Jak to możliwe, że władze mogły doprowadzić ludzi do ubóstwa? Wystarczy, iż z jakichś przyczyn, błędów formalnych po stronie urzędników ludziom tym nie przyznano zasiłków opiekuńczych lub czynszowych. Możliwe również, iż osoby te były uprawnione do otrzymywania takich świadczeń, ale z racji pomyłki samorządowców wstrzymano ich wypłatę lub co gorsze nakazano ich zwrot. Innym doskonałym przykładem mogą tu być osoby, które jeszcze jakiś czas temu musiały spłacać dług w stosunku do Belastingdienst z racji afery zasiłkowej, gdy to potraktowano ich jak oszustów i nakazano zwrot wypłaconych wcześniej zasiłków, mimo iż wszystko było w porządku. Przykładów tego typu można mnożyć. Efekt jest jednak ten sam. Poszkodowani muszą żyć poniżej minimum egzystencji w Królestwie Niderlandów.
Krytyczna sytuacja
Mamy więc do czynienia z rodzinami, ludźmi samotnie wychowującymi dzieci, czy konkubentami, którzy chcą wieść normalne życie, którzy normalnie, legalnie pracują, ale na skutek błędów urzędniczych znaleźli się u progu nędzy. Ich życie zmienia się w egzystencje nie z ich winy, a oni sami nie mogą nawet nic zrobić. Stają bowiem naprzeciw ogromnej machiny urzędniczej, z którą owszem da się wygrać, jak pokazał ostatnio proces cywilny w sprawie afery zasiłkowej, ale wymaga to lat oraz często środków na opłacenie prawników, których to próżno szukać u tych ludzi.
Poszukiwania
Dlatego też w ostatnim czasie władze Hagi postanowiły stworzyć swoisty rachunek sumienia i zacząć działać poszukując rodzin, które poszkodowały lokalne decyzje administracyjne. Cel tej akcji jest jeden. Gmina chce uzyskać dla ofiar odszkodowanie. „Robimy to, przyglądając się każdemu gospodarstwu domowemu, aby zobaczyć, czy rzeczywiście straciło takie świadczenia i czy było to spowodowane błędem systemu”, mówi rzecznik prasowy gminy w odpowiedzi na pytania PvdA, przytaczany przez dziennikarzy AD.
Światełko w tunelu
Działania Hagi są więc godne uznania. Jest to jednak kropla w morzu potrzeb. Szacuje się, iż w mieście jest około 150 takich rodzin. W całej Holandii zaś prawie cześć tysięcy. Im również należałaby się podobna pomoc, wsparcie w rozwiązaniu ich spraw i odszkodowanie, które wyrówna im z nawiązką poniesione krzywdy.
Pechowcy
Jak wynika ze wstępnych analiz, osobami najczęściej poszkodowanymi są te żyjące w konkubinacie, w których to jeden z partnerów ma niewielką pensję lub niewielki zasiłek z UWV, a drugi nie ma żadnych dochodów. W takiej sytuacji wiele holenderskich przepisów podatkowych i tych dotyczących świadczeń socjalnych oddziałuje na siebie wzajemnie. Często sprzecznie, sprawiając, iż ludzie ci wpadają w przepisową czarną dziurę, w której to każdy przepis jest interpretowany nie na podstawie odgórnych wytycznych, a podejścia urzędnika.
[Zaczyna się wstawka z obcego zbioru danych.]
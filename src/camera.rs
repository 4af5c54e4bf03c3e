// camera.rs — Camera calibration and initial pose files.
//
// Handles:
// - Loading pinhole intrinsics and distortion from `camera_calibration.yaml`
// - Loading the 4×4 initial object pose from `Resources/initial_pose.yaml`
// - Pixel <-> normalized coordinate conversion
//
// Both files use the OpenCV FileStorage layout, where a matrix is a mapping:
//
//   %YAML:1.0
//   image_width: 640
//   image_height: 480
//   camera_matrix: !!opencv-matrix
//      rows: 3
//      cols: 3
//      dt: d
//      data: [ 500., 0., 320., 0., 500., 240., 0., 0., 1. ]
//   distortion_coefficients: !!opencv-matrix
//      rows: 1
//      cols: 5
//      dt: d
//      data: [ 0.1, -0.2, 0., 0., 0. ]
//
// The `%YAML:1.0` directive and the `!!opencv-matrix` tags are stripped
// before the text goes to serde_yaml. A shape error is reported as a parse
// error naming the offending key.

use std::fs;
use std::path::Path;

use nalgebra::Matrix3;
use serde::de::DeserializeOwned;
use serde::Deserialize;
use tracing::debug;

use crate::error::{Result, TrackError};
use crate::object::Pose;

/// A `rows × cols` matrix node, data row-major.
#[derive(Debug, Deserialize)]
struct MatrixNode {
    rows: usize,
    cols: usize,
    data: Vec<f64>,
}

impl MatrixNode {
    fn expect_shape(&self, key: &str, rows: usize, cols: usize) -> Result<()> {
        if self.rows != rows || self.cols != cols || self.data.len() != rows * cols {
            return Err(shape_error(format!(
                "{key}: expected a {rows}x{cols} matrix, got {}x{} with {} values",
                self.rows,
                self.cols,
                self.data.len()
            )));
        }
        Ok(())
    }
}

#[derive(Debug, Deserialize)]
struct CalibrationFile {
    image_width: u32,
    image_height: u32,
    camera_matrix: MatrixNode,
    distortion_coefficients: MatrixNode,
}

#[derive(Debug, Deserialize)]
struct PoseFile {
    initial_pose: MatrixNode,
}

fn shape_error(msg: String) -> TrackError {
    TrackError::ConfigParse(<serde_yaml::Error as serde::de::Error>::custom(msg))
}

/// Drop OpenCV-specific syntax that is not plain YAML.
fn strip_opencv_syntax(text: &str) -> String {
    text.lines()
        .filter(|line| !line.starts_with('%'))
        .map(|line| line.replace("!!opencv-matrix", ""))
        .collect::<Vec<_>>()
        .join("\n")
}

fn parse_storage<T: DeserializeOwned>(text: &str) -> Result<T> {
    Ok(serde_yaml::from_str(&strip_opencv_syntax(text))?)
}

fn read_storage<T: DeserializeOwned>(path: &Path) -> Result<T> {
    debug!(path = %path.display(), "reading storage file");
    let text = fs::read_to_string(path).map_err(|source| TrackError::ConfigIo {
        path: path.to_path_buf(),
        source,
    })?;
    parse_storage(&text)
}

/// Pinhole camera intrinsics with radial-tangential distortion.
#[derive(Debug, Clone, PartialEq)]
pub struct CameraIntrinsics {
    /// Image width in pixels.
    pub width: u32,
    /// Image height in pixels.
    pub height: u32,
    /// Camera matrix `[fx 0 cx; 0 fy cy; 0 0 1]`.
    pub k: Matrix3<f32>,
    /// Distortion coefficients `[k1, k2, p1, p2, k3]`.
    pub dist: [f32; 5],
}

impl CameraIntrinsics {
    /// Construct from explicit parameters (no distortion).
    pub fn new(fx: f32, fy: f32, cx: f32, cy: f32, width: u32, height: u32) -> Self {
        CameraIntrinsics {
            width,
            height,
            k: Matrix3::new(fx, 0.0, cx, 0.0, fy, cy, 0.0, 0.0, 1.0),
            dist: [0.0; 5],
        }
    }

    /// Load from an OpenCV-style calibration file.
    pub fn from_file(path: impl AsRef<Path>) -> Result<Self> {
        Self::from_raw(read_storage(path.as_ref())?)
    }

    /// Parse calibration text (see the module header for the layout).
    pub fn from_yaml_str(text: &str) -> Result<Self> {
        Self::from_raw(parse_storage(text)?)
    }

    fn from_raw(raw: CalibrationFile) -> Result<Self> {
        let m = &raw.camera_matrix;
        m.expect_shape("camera_matrix", 3, 3)?;

        // Skew and the bottom row are not used by the renderer.
        let mut cam = Self::new(
            m.data[0] as f32,
            m.data[4] as f32,
            m.data[2] as f32,
            m.data[5] as f32,
            raw.image_width,
            raw.image_height,
        );

        // k3 may be omitted.
        let d = &raw.distortion_coefficients;
        let n = d.data.len();
        if d.rows * d.cols != n || !(4..=5).contains(&n) {
            return Err(shape_error(format!(
                "distortion_coefficients: expected 4 or 5 values, got {}x{} with {n}",
                d.rows, d.cols
            )));
        }
        for (slot, &v) in cam.dist.iter_mut().zip(&d.data) {
            *slot = v as f32;
        }
        Ok(cam)
    }

    pub fn fx(&self) -> f32 {
        self.k[(0, 0)]
    }

    pub fn fy(&self) -> f32 {
        self.k[(1, 1)]
    }

    pub fn cx(&self) -> f32 {
        self.k[(0, 2)]
    }

    pub fn cy(&self) -> f32 {
        self.k[(1, 2)]
    }

    /// Pixel `(u, v)` to normalized coordinates, `K^{-1} [u, v, 1]^T`.
    /// Does not undistort.
    pub fn normalize(&self, u: f32, v: f32) -> (f32, f32) {
        ((u - self.cx()) / self.fx(), (v - self.cy()) / self.fy())
    }

    /// Normalized coordinates back to pixels.
    pub fn denormalize(&self, x: f32, y: f32) -> (f32, f32) {
        (x * self.fx() + self.cx(), y * self.fy() + self.cy())
    }
}

/// Load the `initial_pose` 4×4 matrix from an OpenCV-style file.
pub fn read_initial_pose(path: impl AsRef<Path>) -> Result<Pose> {
    pose_from_raw(read_storage(path.as_ref())?)
}

/// Parse the `initial_pose` 4×4 matrix from text.
pub fn parse_initial_pose(text: &str) -> Result<Pose> {
    pose_from_raw(parse_storage(text)?)
}

fn pose_from_raw(raw: PoseFile) -> Result<Pose> {
    raw.initial_pose.expect_shape("initial_pose", 4, 4)?;
    let data: Vec<f32> = raw.initial_pose.data.iter().map(|&v| v as f32).collect();
    Ok(Pose::from_row_slice(&data))
}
Niezbędna jest więc zmiana i ujednolicenie przepisów, ich wykładni, tak by, np. delikatne przekroczenie progu dochodowego nie sprawiało nagłego cofnięcia zasiłku, przez co para nagle zaczyna żyć poniżej minimum socjalnego. Do zmian przepisów jednak daleka droga. Dlatego też Haga chce samemu odnaleźć tych ludzi, by im pomóc. Jest to wyraźna zmiana polityki, wcześniej bowiem sprawy tych osób były rozpatrywane tylko wtedy, gdy sami zgłosili się po wsparcie. To zaś nie zdarzało się często, ponieważ wielu poszkodowanych nie wiedziało nawet gdzie się udać po pomoc w swojej sprawie.